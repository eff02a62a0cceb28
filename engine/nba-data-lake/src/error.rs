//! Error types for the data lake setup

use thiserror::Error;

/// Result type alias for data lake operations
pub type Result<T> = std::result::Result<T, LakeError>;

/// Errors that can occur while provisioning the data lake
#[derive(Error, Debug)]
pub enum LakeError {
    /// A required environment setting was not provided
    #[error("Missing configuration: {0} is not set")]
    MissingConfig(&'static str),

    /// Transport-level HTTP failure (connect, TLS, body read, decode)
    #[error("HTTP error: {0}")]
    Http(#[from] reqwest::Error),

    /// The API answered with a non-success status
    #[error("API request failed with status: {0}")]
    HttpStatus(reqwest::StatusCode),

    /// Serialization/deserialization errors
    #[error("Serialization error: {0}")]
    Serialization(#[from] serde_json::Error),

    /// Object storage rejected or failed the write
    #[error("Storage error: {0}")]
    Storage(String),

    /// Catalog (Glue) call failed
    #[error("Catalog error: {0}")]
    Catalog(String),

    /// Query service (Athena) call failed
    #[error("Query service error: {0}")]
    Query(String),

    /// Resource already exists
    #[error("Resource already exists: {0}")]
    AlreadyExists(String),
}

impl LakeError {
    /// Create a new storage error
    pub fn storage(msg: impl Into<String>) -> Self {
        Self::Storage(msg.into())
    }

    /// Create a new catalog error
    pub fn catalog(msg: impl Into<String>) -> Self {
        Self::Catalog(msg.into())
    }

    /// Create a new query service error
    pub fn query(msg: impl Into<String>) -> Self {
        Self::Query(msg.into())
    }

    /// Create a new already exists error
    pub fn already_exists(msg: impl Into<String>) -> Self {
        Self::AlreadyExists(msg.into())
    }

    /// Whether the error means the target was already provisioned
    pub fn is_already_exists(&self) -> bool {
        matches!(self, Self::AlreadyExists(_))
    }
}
--------------------
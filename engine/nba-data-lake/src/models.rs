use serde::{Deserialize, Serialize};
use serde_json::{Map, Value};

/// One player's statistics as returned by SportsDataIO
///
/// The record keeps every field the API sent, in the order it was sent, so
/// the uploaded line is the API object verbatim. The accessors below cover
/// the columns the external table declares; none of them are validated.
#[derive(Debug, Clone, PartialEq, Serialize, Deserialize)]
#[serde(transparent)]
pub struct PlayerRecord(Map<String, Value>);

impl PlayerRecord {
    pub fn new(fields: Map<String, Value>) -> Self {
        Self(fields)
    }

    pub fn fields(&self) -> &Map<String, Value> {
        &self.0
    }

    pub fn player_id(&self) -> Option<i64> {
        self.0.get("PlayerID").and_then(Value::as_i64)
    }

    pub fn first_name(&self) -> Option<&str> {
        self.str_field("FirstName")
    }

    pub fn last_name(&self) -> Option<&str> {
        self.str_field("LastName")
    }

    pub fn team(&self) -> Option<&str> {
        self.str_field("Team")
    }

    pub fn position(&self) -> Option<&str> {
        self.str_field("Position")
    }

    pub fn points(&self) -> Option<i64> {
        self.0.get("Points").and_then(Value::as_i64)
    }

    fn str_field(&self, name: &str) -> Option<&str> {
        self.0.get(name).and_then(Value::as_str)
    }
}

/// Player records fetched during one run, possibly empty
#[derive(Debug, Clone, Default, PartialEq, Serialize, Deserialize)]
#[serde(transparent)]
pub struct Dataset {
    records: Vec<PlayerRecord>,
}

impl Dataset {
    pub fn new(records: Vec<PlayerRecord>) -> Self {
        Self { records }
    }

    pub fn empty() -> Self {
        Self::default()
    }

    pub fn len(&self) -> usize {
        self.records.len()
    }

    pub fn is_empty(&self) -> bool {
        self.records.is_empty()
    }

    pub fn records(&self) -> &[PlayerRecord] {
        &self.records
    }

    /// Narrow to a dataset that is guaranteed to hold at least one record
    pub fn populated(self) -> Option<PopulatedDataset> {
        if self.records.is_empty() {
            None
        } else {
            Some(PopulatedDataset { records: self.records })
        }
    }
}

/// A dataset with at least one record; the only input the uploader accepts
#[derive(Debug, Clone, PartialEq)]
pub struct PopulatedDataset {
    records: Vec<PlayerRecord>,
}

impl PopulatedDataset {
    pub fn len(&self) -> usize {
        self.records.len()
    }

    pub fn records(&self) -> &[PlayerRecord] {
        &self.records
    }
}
--------------------
§ **Problem**: Output should match, line for line, the stretch of the material above from the line holding "fn str_field(&self, name: &str)" through the line holding "Default, PartialEq, Serialize, Deserialize)]".

§ **Response to this exercise**:
    fn str_field(&self, name: &str) -> Option<&str> {
        self.0.get(name).and_then(Value::as_str)
    }
}

/// Player records fetched during one run, possibly empty
#[derive(Debug, Clone, Default, PartialEq, Serialize, Deserialize)]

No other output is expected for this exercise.